Reproduce the complete listing without any deviation.

===

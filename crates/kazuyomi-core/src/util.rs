//! String helpers shared by the keyword registry and the number parser.
//!
//! Only ASCII digits count as numeric; full-width digits and other Unicode
//! numerals are treated as text.

use std::cmp::Ordering;

/// Characters accepted as a standalone dash separator.
const DASHES: &[char] = &[
    '-', '\u{2010}', '\u{2011}', '\u{2012}', '\u{2013}', '\u{2014}', '\u{2015}',
];

/// Byte index of the first ASCII digit in `text`.
pub fn find_number_in_string(text: &str) -> Option<usize> {
    text.char_indices()
        .find(|(_, c)| c.is_ascii_digit())
        .map(|(idx, _)| idx)
}

/// Returns `true` if `text` is non-empty and made only of ASCII digits.
pub fn is_numeric_string(text: &str) -> bool {
    !text.is_empty() && text.bytes().all(|b| b.is_ascii_digit())
}

/// Returns `true` if the first character of `text` is an ASCII digit.
pub fn starts_with_digit(text: &str) -> bool {
    text.chars().next().is_some_and(|c| c.is_ascii_digit())
}

/// Returns `true` if the last character of `text` is an ASCII digit.
pub fn ends_with_digit(text: &str) -> bool {
    text.chars().next_back().is_some_and(|c| c.is_ascii_digit())
}

/// The run of ASCII digits at the start of `text`.
pub fn leading_digits(text: &str) -> &str {
    let end = text
        .find(|c: char| !c.is_ascii_digit())
        .unwrap_or(text.len());
    &text[..end]
}

/// Parses the leading digit run of `text`.
///
/// Returns `None` when `text` does not start with a digit or the run does not
/// fit in a `u64`.
pub fn leading_number(text: &str) -> Option<u64> {
    let digits = leading_digits(text);
    if digits.is_empty() {
        None
    } else {
        digits.parse().ok()
    }
}

/// Orders two numbers by their leading digit runs.
///
/// Runs of any length compare correctly: leading zeros are ignored, then a
/// longer run is larger, then digits compare in order. A missing run sorts
/// like zero.
pub fn compare_leading_numbers(a: &str, b: &str) -> Ordering {
    let a = leading_digits(a).trim_start_matches('0');
    let b = leading_digits(b).trim_start_matches('0');
    a.len().cmp(&b.len()).then_with(|| a.cmp(b))
}

/// Returns `true` if `text` is exactly one dash character.
pub fn is_dash(text: &str) -> bool {
    let mut chars = text.chars();
    matches!((chars.next(), chars.next()), (Some(c), None) if DASHES.contains(&c))
}

/// Strips leading and trailing spaces and ASCII dashes.
pub fn trim_separators(text: &str) -> &str {
    text.trim_matches(|c| c == ' ' || c == '-')
}

/// Removes leading zeros from the leading digit run, keeping at least one digit.
///
/// `"08"` becomes `"8"`, `"07.5"` becomes `"7.5"` and `"000"` becomes `"0"`.
pub fn strip_leading_zeros(number: &str) -> String {
    let digits = leading_digits(number).len();
    let zeros = number.bytes().take_while(|b| *b == b'0').count().min(digits);
    let cut = zeros.min(digits.saturating_sub(1));
    number[cut..].to_string()
}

===

Exercise solution
filename crates/kazuyomi-core/src/util.rs
//! String helpers shared by the keyword registry and the number parser.
//!
//! Only ASCII digits count as numeric; full-width digits and other Unicode
//! numerals are treated as text.

use std::cmp::Ordering;

/// Characters accepted as a standalone dash separator.
const DASHES: &[char] = &[
    '-', '\u{2010}', '\u{2011}', '\u{2012}', '\u{2013}', '\u{2014}', '\u{2015}',
];

/// Byte index of the first ASCII digit in `text`.
pub fn find_number_in_string(text: &str) -> Option<usize> {
    text.char_indices()
        .find(|(_, c)| c.is_ascii_digit())
        .map(|(idx, _)| idx)
}

/// Returns `true` if `text` is non-empty and made only of ASCII digits.
pub fn is_numeric_string(text: &str) -> bool {
    !text.is_empty() && text.bytes().all(|b| b.is_ascii_digit())
}

/// Returns `true` if the first character of `text` is an ASCII digit.
pub fn starts_with_digit(text: &str) -> bool {
    text.chars().next().is_some_and(|c| c.is_ascii_digit())
}

/// Returns `true` if the last character of `text` is an ASCII digit.
pub fn ends_with_digit(text: &str) -> bool {
    text.chars().next_back().is_some_and(|c| c.is_ascii_digit())
}

/// The run of ASCII digits at the start of `text`.
pub fn leading_digits(text: &str) -> &str {
    let end = text
        .find(|c: char| !c.is_ascii_digit())
        .unwrap_or(text.len());
    &text[..end]
}

/// Parses the leading digit run of `text`.
///
/// Returns `None` when `text` does not start with a digit or the run does not
/// fit in a `u64`.
pub fn leading_number(text: &str) -> Option<u64> {
    let digits = leading_digits(text);
    if digits.is_empty() {
        None
    } else {
        digits.parse().ok()
    }
}

/// Orders two numbers by their leading digit runs.
///
/// Runs of any length compare correctly: leading zeros are ignored, then a
/// longer run is larger, then digits compare in order. A missing run sorts
/// like zero.
pub fn compare_leading_numbers(a: &str, b: &str) -> Ordering {
    let a = leading_digits(a).trim_start_matches('0');
    let b = leading_digits(b).trim_start_matches('0');
    a.len().cmp(&b.len()).then_with(|| a.cmp(b))
}

/// Returns `true` if `text` is exactly one dash character.
pub fn is_dash(text: &str) -> bool {
    let mut chars = text.chars();
    matches!((chars.next(), chars.next()), (Some(c), None) if DASHES.contains(&c))
}

/// Strips leading and trailing spaces and ASCII dashes.
pub fn trim_separators(text: &str) -> &str {
    text.trim_matches(|c| c == ' ' || c == '-')
}

/// Removes leading zeros from the leading digit run, keeping at least one digit.
///
/// `"08"` becomes `"8"`, `"07.5"` becomes `"7.5"` and `"000"` becomes `"0"`.
pub fn strip_leading_zeros(number: &str) -> String {
    let digits = leading_digits(number).len();
    let zeros = number.bytes().take_while(|b| *b == b'0').count().min(digits);
    let cut = zeros.min(digits.saturating_sub(1));
    number[cut..].to_string()
}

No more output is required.